Saturday, August 13, 2011

How To Trade Oil - USO

I have already posted why I believe trading oil is more likley to lead to profitable trades than alternatives like currencies, stocks, markets, metals etc.

See USO - Saudi's Got My Back where you may detect that I am not all that excited about using USO as the means to trade oil.

I have two charts with which I can illustrate two of the short comings of USO. This first chart is a comparison of the performance of USO against some popular oil industry ETFs that contain stocks rather than oil futures contracts.

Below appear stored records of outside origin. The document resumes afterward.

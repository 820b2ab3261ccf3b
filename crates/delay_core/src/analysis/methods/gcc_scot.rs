//! GCC-SCOT (Smoothed Coherence Transform) method.
//!
//! Similar to GCC-PHAT but weights by signal coherence instead of just phase.
//! Better than PHAT when one signal has more noise than the other.

use parking_lot::Mutex;
use rustfft::FftPlanner;

use super::xcorr::{gcc_estimate, Weighting};
use super::{validate_input, CorrelationAlgorithm};
use crate::analysis::types::{AnalysisResult, DelayEstimate};

/// GCC-SCOT correlator.
///
/// Normalizes by the geometric mean of the auto-spectra, giving more weight
/// to frequencies where both signals are strong.
pub struct GccScot {
    peak_fit: bool,
    planner: Mutex<FftPlanner<f64>>,
}

impl GccScot {
    pub fn new(peak_fit: bool) -> Self {
        Self {
            peak_fit,
            planner: Mutex::new(FftPlanner::new()),
        }
    }
}

impl Default for GccScot {
    fn default() -> Self {
        Self::new(true)
    }
}

impl CorrelationAlgorithm for GccScot {
    fn name(&self) -> &'static str {
        "GCC-SCOT"
    }

    fn find_delay(
        &self,
        reference: &[f32],
        target: &[f32],
        sample_rate: u32,
    ) -> AnalysisResult<DelayEstimate> {
        validate_input(reference, target, sample_rate)?;
        gcc_estimate(
            &self.planner,
            reference,
            target,
            sample_rate,
            Weighting::Scot,
            self.peak_fit,
        )
    }
}

#[cfg(test)]
mod tests {
    use super::*;
    use crate::analysis::methods::test_signals::{delayed, noise, with_noise};

    #[test]
    fn gcc_scot_recovers_offset_with_noisy_target() {
        let sr = 16000;
        let signal = noise(sr as usize, 21);
        let target = with_noise(&delayed(&signal, -160), 0.3, 5);

        let estimate = GccScot::default().find_delay(&signal, &target, sr).unwrap();
        assert!((estimate.delay_ms + 10.0).abs() <= 1000.0 / sr as f64, "got {}", estimate.delay_ms);
        assert!((0.0..=100.0).contains(&estimate.confidence));
    }
}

You can see that the ETFs IEZ, OIH, XLE are more highly geared to the oil price than USO. There are lots of effects at work to create this, but one is that each company has a base cost to product oil lets say 50 dollars a barrel. If the oil price moves from 80 to 85, the value of oil after costs has gone from 30 to 35, an increase of  16%, but the price of oil itself has only increased 6.25 %. This is a massive over simplification, not all of the 16% is within the producer, it will be spread around the supply chain, but it illustrates why oil companies provide a leveraged play on the oil price.

The next chart shows the long term underperformance of USO against the same selection of oil industry ETFs. As a long term hold USO is a disaster. If you had bought any of the ETFs One year ago, you are still holding onto 20% profit, with USO you are down about 5%.

The reason for this is the way that USO is structured. It uses futures contracts to track the price of oil. The fund never takes delivery of physical oil but instead rolls the contracts. Basically this means that as the contract approaches expiry, the contract is sold and the funds are reinvested in oil further out in the future. This is an expensive strategy, there are transaction costs and time decay elements which eat away at the fund over time leading to a guaranteed under performance.

So far USO has been a disappointing trade, my entry points have well chosen given the weeks price action but the returns are minimal.

As the charts illustrating the long term underperformance of USO show, it is not a position to hold for any length of time. I will be closing this position soon out of boredom with the lack of action.

There is one glimmer of hope for this trade, if the markets blow up on Monday I will double down by selling USO and reinvesting the funds in DIG a far more exciting play on oil.

Three months price action DIG vs USO (45% top to bottom vs 22% top to bottom)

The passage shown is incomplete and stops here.